We are totally dependent on the Internet for every little thing such as searching for information to maintaining the business. We can’t imagine our lives, not even one day without the Internet. To make us get connected with the Internet and solve our issues we need an interface which is the browser. It helps us to connect, interact with the Internet for all the different uses. We use search engines to search for the information. There are many search engines in the market such as Google, Yahoo, Bing, etc. But Google is known to be the mostly used and the popular search engine ever. There are thousands of files stored and managed by the Google. It provides each and every possible information we search for. Thus it maintains huge no of files. Ever wondered how is this possible, how can it manage such a large group of files and allows us to have access to them?

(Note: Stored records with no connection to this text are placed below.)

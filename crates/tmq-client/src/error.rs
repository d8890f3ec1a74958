//! Error types for the TMQ client library

use std::time::Duration;
use thiserror::Error;

/// Result type alias for TMQ client operations
pub type Result<T> = std::result::Result<T, Error>;

/// Errors that can occur when using the TMQ client
#[derive(Debug, Error)]
pub enum Error {
    /// The server answered with a non-zero response code
    #[error("TMQ protocol error [{code:#x}]: {message}")]
    Protocol { code: i32, message: String },

    /// No response arrived within the request timeout
    #[error("Request {req_id} ({action}) timed out after {timeout:?}")]
    Timeout {
        req_id: u64,
        action: &'static str,
        timeout: Duration,
    },

    /// The underlying connection failed; fatal for the session
    #[error("Transport error: {0}")]
    Transport(String),

    /// Malformed JSON or binary payload
    #[error("Failed to decode response: {0}")]
    Decode(String),

    /// Operation attempted after the consumer was closed
    #[error("Consumer is closed")]
    Closed,

    /// Connection could not be established
    #[error("Failed to connect to TMQ endpoint: {0}")]
    Connection(String),

    /// Invalid consumer configuration
    #[error("Invalid configuration: {0}")]
    Config(String),

    /// Poll reported a message kind this client does not understand
    #[error("Unknown TMQ message type: {0}")]
    UnknownMessageType(i32),

    /// Commit requested before any message was polled
    #[error("No polled message to commit")]
    NoMessage,

    /// JSON serialization error
    #[error("JSON error: {0}")]
    Json(#[from] serde_json::Error),
}

impl Error {
    /// Whether the error leaves the session unusable
    pub fn is_fatal(&self) -> bool {
        matches!(self, Error::Transport(_) | Error::Closed)
    }

    pub(crate) fn decode(msg: impl Into<String>) -> Self {
        Error::Decode(msg.into())
    }
}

The one solution for all of these queries is Google File System.
For its use, Google has developed GoogleFS, which is a proprietary distributed file system. With the help of large clusters of hardware components, it provides reliable and efficient access to data for the users. In 2010, codenamed Colossus which is the new version of the Google File System is released with additional functionalities.
To accommodate and fulfil the expanding requirements of the data processing, Google File System (GFS) is developed which is also considered as the scalable distributed file system (DFS) created by Google Inc. To the connected nodes and the large networks, performance, availability, reliability, fault tolerance, scalability is provided by the GFS.

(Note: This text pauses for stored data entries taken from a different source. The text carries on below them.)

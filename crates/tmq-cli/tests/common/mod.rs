#![allow(dead_code)]

use futures_util::{SinkExt, StreamExt};
use serde_json::{json, Value};
use std::collections::HashMap;
use std::fs::File;
use std::io::Write;
use std::path::PathBuf;
use std::sync::{Arc, Mutex};
use std::thread;
use tempfile::TempDir;
use tokio::net::TcpListener;
use tokio::runtime::Runtime;
use tokio_tungstenite::tungstenite::Message;

/// A TMQ server on a background runtime that never has messages to hand out
///
/// Tracks subscribed topics, seek positions and committed offsets so the
/// offset subcommands can be exercised end to end.
pub struct TestServer {
    pub url: String,
    _runtime: Runtime,
}

#[derive(Default)]
struct State {
    topics: Vec<String>,
    committed: HashMap<(String, i64), i64>,
    positions: HashMap<(String, i64), i64>,
}

impl TestServer {
    pub fn start() -> Self {
        let runtime = Runtime::new().expect("Failed to start runtime");
        let listener = runtime
            .block_on(TcpListener::bind("127.0.0.1:0"))
            .expect("Failed to bind");
        let addr = listener.local_addr().expect("No local addr");
        let state = Arc::new(Mutex::new(State::default()));

        runtime.spawn(async move {
            while let Ok((tcp, _)) = listener.accept().await {
                let state = state.clone();
                tokio::spawn(async move {
                    let Ok(mut ws) = tokio_tungstenite::accept_async(tcp).await else {
                        return;
                    };
                    while let Some(Ok(Message::Text(text))) = ws.next().await {
                        let Ok(req) = serde_json::from_str::<Value>(&text) else {
                            continue;
                        };
                        let reply = respond(&state, &req);
                        if ws.send(Message::Text(reply.to_string())).await.is_err() {
                            break;
                        }
                    }
                });
            }
        });

        Self {
            url: format!("ws://{}", addr),
            _runtime: runtime,
        }
    }
}

fn respond(state: &Mutex<State>, req: &Value) -> Value {
    let action = req["action"].as_str().unwrap_or_default();
    let args = &req["args"];
    let mut st = state.lock().expect("state lock");
    let mut body = json!({
        "code": 0,
        "message": "",
        "action": action,
        "req_id": args["req_id"],
    });
    let key = |v: &Value| {
        (
            v["topic"].as_str().unwrap_or_default().to_string(),
            v["vgroup_id"].as_i64().unwrap_or(0),
        )
    };

    match action {
        "subscribe" => {
            st.topics = args["topics"]
                .as_array()
                .map(|a| a.iter().filter_map(|t| t.as_str().map(String::from)).collect())
                .unwrap_or_default();
        }
        "poll" => body["have_message"] = json!(false),
        "list_topics" => body["topics"] = json!(st.topics),
        "assignment" => {
            let topic = args["topic"].as_str().unwrap_or_default().to_string();
            let pos = |vg: i64| st.positions.get(&(topic.clone(), vg)).copied().unwrap_or(0);
            body["assignment"] = json!([
                {"vgroup_id": 2, "offset": pos(2), "begin": 0, "end": 50},
                {"vgroup_id": 5, "offset": pos(5), "begin": 10, "end": 60},
            ]);
        }
        "seek" => {
            st.positions.insert(key(args), args["offset"].as_i64().unwrap_or(0));
        }
        "commit_offset" => {
            st.committed.insert(key(args), args["offset"].as_i64().unwrap_or(0));
        }
        "committed" | "position" => {
            let map = if action == "committed" { &st.committed } else { &st.positions };
            let offsets: Vec<i64> = args["topic_vgroup_ids"]
                .as_array()
                .map(|ids| {
                    ids.iter()
                        .map(|id| map.get(&key(id)).copied().unwrap_or(-2147467247))
                        .collect()
                })
                .unwrap_or_default();
            body[action] = json!(offsets);
        }
        "unsubscribe" => st.topics.clear(),
        _ => {
            body["code"] = json!(1);
            body["message"] = json!(format!("unsupported action {}", action));
        }
    }
    body
}

/// Write a YAML settings file into `dir`
pub fn create_config_file(dir: &TempDir, filename: &str, lines: &[&str]) -> PathBuf {
    let path = dir.path().join(filename);
    let mut file = File::create(&path).expect("Failed to create config file");
    for line in lines {
        writeln!(file, "{}", line).expect("Failed to write config line");
    }
    path
}

/// A loopback address with nothing listening on it
pub fn closed_url() -> String {
    let listener = std::net::TcpListener::bind("127.0.0.1:0").expect("Failed to bind");
    let addr = listener.local_addr().expect("No local addr");
    drop(listener);
    thread::yield_now();
    format!("ws://{}", addr)
}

Using the hardware components of low cost, several storage systems of different purposes are included in the GFS. Different storage requirements and data use are to be accommodated by the optimized Google’s elements, such as its search engine, which is used to store and retrieve large amounts of data from its file system.

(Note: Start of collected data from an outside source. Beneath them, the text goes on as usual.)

mod common;

use assert_cmd::Command;
use predicates::prelude::*;
use tempfile::TempDir;

use common::{closed_url, create_config_file, TestServer};

fn tmq() -> Command {
    let mut cmd = Command::new(env!("CARGO_BIN_EXE_tmq"));
    cmd.env_remove("TMQ_CONFIG")
        .env_remove("TMQ_URL")
        .env_remove("TMQ_PASSWORD")
        .env("RUST_LOG", "off");
    cmd
}

#[test]
fn test_help_lists_subcommands() {
    tmq()
        .arg("--help")
        .assert()
        .success()
        .stdout(predicate::str::contains("consume"))
        .stdout(predicate::str::contains("commit-offset"))
        .stdout(predicate::str::contains("assignment"));
}

#[test]
fn test_missing_group_is_rejected() {
    tmq()
        .args(["topics", "-t", "T"])
        .assert()
        .failure()
        .stderr(predicate::str::contains("group.id is required"));
}

#[test]
fn test_unknown_setting_is_rejected() {
    tmq()
        .args(["-g", "g1", "-X", "no.such.key=1", "topics", "-t", "T"])
        .assert()
        .failure()
        .stderr(predicate::str::contains("unknown configuration key"));
}

#[test]
fn test_invalid_config_file() {
    let dir = TempDir::new().unwrap();
    let path = create_config_file(&dir, "tmq.yaml", &["ws:", "  url: ws://x"]);

    tmq()
        .arg("-c")
        .arg(&path)
        .args(["topics", "-t", "T"])
        .assert()
        .failure()
        .stderr(predicate::str::contains("must be a scalar"));
}

#[test]
fn test_connection_refused() {
    tmq()
        .args(["--url", &closed_url(), "-g", "g1", "topics", "-t", "T"])
        .assert()
        .failure()
        .stderr(predicate::str::contains("Failed to connect"));
}

#[test]
fn test_topics_lists_subscription() {
    let server = TestServer::start();

    tmq()
        .args(["--url", &server.url, "-g", "g1", "topics", "-t", "meters", "-t", "alarms"])
        .assert()
        .success()
        .stdout(predicate::str::contains("meters"))
        .stdout(predicate::str::contains("alarms"));
}

#[test]
fn test_consume_stops_after_idle_polls() {
    let server = TestServer::start();

    tmq()
        .args(["--url", &server.url, "-g", "g1"])
        .args(["consume", "-t", "meters", "--idle-polls", "2", "--poll-timeout", "10ms"])
        .assert()
        .success()
        .stdout(predicate::str::contains("0 messages"));
}

#[test]
fn test_assignment_shows_ranges() {
    let server = TestServer::start();

    tmq()
        .args(["--url", &server.url, "-g", "g1", "assignment", "-t", "meters"])
        .assert()
        .success()
        .stdout(predicate::str::contains("vgroup 2"))
        .stdout(predicate::str::contains("begin 10\tend 60"));
}

#[test]
fn test_commit_offset_then_committed() {
    let server = TestServer::start();
    let dir = TempDir::new().unwrap();
    let config = create_config_file(
        &dir,
        "tmq.yaml",
        &[
            &format!("ws.url: {}", server.url),
            "group.id: g1",
            "client.id: cli",
            "ws.message.timeout: 5s",
        ],
    );

    tmq()
        .arg("-c")
        .arg(&config)
        .args(["commit-offset", "-t", "meters", "--vgroup", "5", "--offset", "42"])
        .assert()
        .success()
        .stdout(predicate::str::contains("meters\tvgroup 5\toffset 42"));

    // Each invocation is a new connection; the server keeps offsets
    tmq()
        .arg("-c")
        .arg(&config)
        .args(["committed", "-t", "meters", "--vgroup", "5,2"])
        .assert()
        .success()
        .stdout(predicate::str::contains("meters\tvgroup 5\toffset 42"))
        .stdout(predicate::str::contains("meters\tvgroup 2\toffset INVALID"));
}

#[test]
fn test_seek_then_position_of_assigned_vgroups() {
    let server = TestServer::start();

    tmq()
        .args(["--url", &server.url, "-g", "g1"])
        .args(["seek", "-t", "meters", "--vgroup", "2", "--offset", "7"])
        .assert()
        .success()
        .stdout(predicate::str::contains("Seeked meters[2]@7"));

    tmq()
        .args(["--url", &server.url, "-g", "g1", "position", "-t", "meters"])
        .assert()
        .success()
        .stdout(predicate::str::contains("meters\tvgroup 2\toffset 7"))
        .stdout(predicate::str::contains("meters\tvgroup 5\toffset INVALID"));
}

To engage and fulfil the needs of the multiple clients systems continuously, a single master called the GFS node cluster is provided with multiple chunk servers. On local disks, these chunk servers store data as Linux file. The data that is stored is replicated three times in the network as it is divided into large chunks at least of 64 MB.
Path names are used to identify the files that are stored in directories in a hierarchical way. The master that monitors, controls, interact with the status updates through messages of timed heartbeat of each chunk server is Metadata. Mapping information, accessing of control data, namespace, etc. are the information provided by the Metadata.
Features such as High aggregate throughput, High availability, efficient and automatic recovery of the data, locking and management, replication of critical data, fault tolerance, etc are provided by the GFS. More than 300 Tera bytes of storage capacity and 1000 nodes are present in the largest GFS clusters. Hundreds of clients can access this data continuously.